A diretora da Cohabita, Edineia de Souza,  reafirmou o desrespeito da gestão Márcio Lacerda (PSB) com os moradores e cooperados. “A PBH va isimplesmente passando borracha e não colocando como um problema a ser resolvido no município. A Prefeitura de Belo Horizonte não dá conta de fazer o seu ‘para casa’ Querem nos tratar como número, mas nós não somos número. Nós somos gente”, defendeu Edineia.  

Tratamento humanitário - A presidente do Instituto Rondon Minas, Mônica Abranches, relatou que a luta daqueles que vivem às margens do Anel Rodoviário e da BR-381 para que não haja remoção forçada é antiga. Mônica explicou que o MPF e a Defensoria Pública ingressaram com ação civil pública, em 2014, para que a desapropriação fosse feita de forma humanizada. Nesse acordo, teria ficado acertado que o Departamento Nacional de Infraestrutura de Transportes (Dnit) garantiria verbas para novas moradias e que o Instituto Rondon teria o papel de fazer a intervenção social.

“O processo estava previso para até 2020, mas foi paralisado em outubro deste ano pelo TRF1, que definiu que a Prefeitura de Belo Horizonte (PBH), por meio da Companhia Urbanizadora e de Habitação (Urbel), é quem deveria desenvolver o trabalho”, esclareceu. Mônica defendeu que o programa seja feito da forma como foi acordado. “As famílias estão sem receber sequer o aluguel social e estão em situação de calamidade”, reforçou.

Ministério Público – O assessor da Procuradoria dos Direitos do Cidadão do MPF Wilson Macedo Neto garantiu que o órgão tem acompanhado o processo e questionado a decisão e a metodologia adotadas pelo Judiciário quando da interrupção do trabalho do Instituto Rondon. Ele espera que a população atingida tenha seus direitos preservados. “Em 2015, foi feito um agravo que suspendeu o trabalho do Instituto Rondon. O MPF quer entender o porquê da ação e esclarecer os fatos para que as famílias sejam tratadas com dignidade e humanidade”, ressaltou.

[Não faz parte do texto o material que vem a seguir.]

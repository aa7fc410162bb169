// This Source Code Form is subject to the terms of the Mozilla Public
// License, v. 2.0. If a copy of the MPL was not distributed with this
// file, You can obtain one at http://mozilla.org/MPL/2.0/.

//! Type aliases for common types used all over the code base.

use nalgebra as na;

/// Floating point types the kernels are instantiated for (`f32` and `f64`).
pub trait Float: na::RealField + Copy {
    /// Default stability epsilon, ten times the machine epsilon.
    fn numeric_epsilon() -> Self;
}

impl Float for f32 {
    #[inline]
    fn numeric_epsilon() -> Self {
        10.0 * std::f32::EPSILON
    }
}

impl Float for f64 {
    #[inline]
    fn numeric_epsilon() -> Self {
        10.0 * std::f64::EPSILON
    }
}

/// A vector with three coordinates.
pub type Vec3<T> = na::Vector3<T>;
/// A vector with four coordinates.
pub type Vec4<T> = na::Vector4<T>;
/// A vector with six coordinates.
pub type Vec6<T> = na::Vector6<T>;
/// A vector with seven coordinates, the flat storage of a pose.
pub type Vec7<T> = na::SVector<T, 7>;

/// A 3x3 matrix.
pub type Mat3<T> = na::Matrix3<T>;
/// A 4x4 matrix.
pub type Mat4<T> = na::Matrix4<T>;
/// A 6x6 matrix.
pub type Mat6<T> = na::Matrix6<T>;
/// A 3x4 matrix.
pub type Mat3x4<T> = na::SMatrix<T, 3, 4>;
/// A 4x3 matrix.
pub type Mat4x3<T> = na::SMatrix<T, 4, 3>;
/// A 6x7 matrix.
pub type Mat6x7<T> = na::SMatrix<T, 6, 7>;
/// A 7x6 matrix.
pub type Mat7x6<T> = na::SMatrix<T, 7, 6>;

/// A 3D rotation, stored as a unit quaternion `[x, y, z, w]`.
pub type Rot3<T> = na::UnitQuaternion<T>;
/// A direct 3D isometry, also known as rigid body motion.
pub type Pose3<T> = na::Isometry3<T>;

Encaminhamentos – Ao final, foram aprovados requerimentos, de autoria dos deputados do PT Cristiano Silveira, Rogério Correia e Doutor Jean Freire, para:

  • Enviar as notas taquigráficas da reunião ao MPF, à Defensoria Pública e ao Dnit;
  • Solicitar ao Judiciário para que seja reestabelecido o acordo firmado para reassentamento humanizado das famílias;
  • Realizar audiência pública na Câmara dos Deputados para tratar a situação das famílias;
  • Enviar as notas taquigráficas ao deputado Paulo Lamac (Rede), responsável pela comissão de transição de governo na PBH, e ao corregedor de Justiça da União.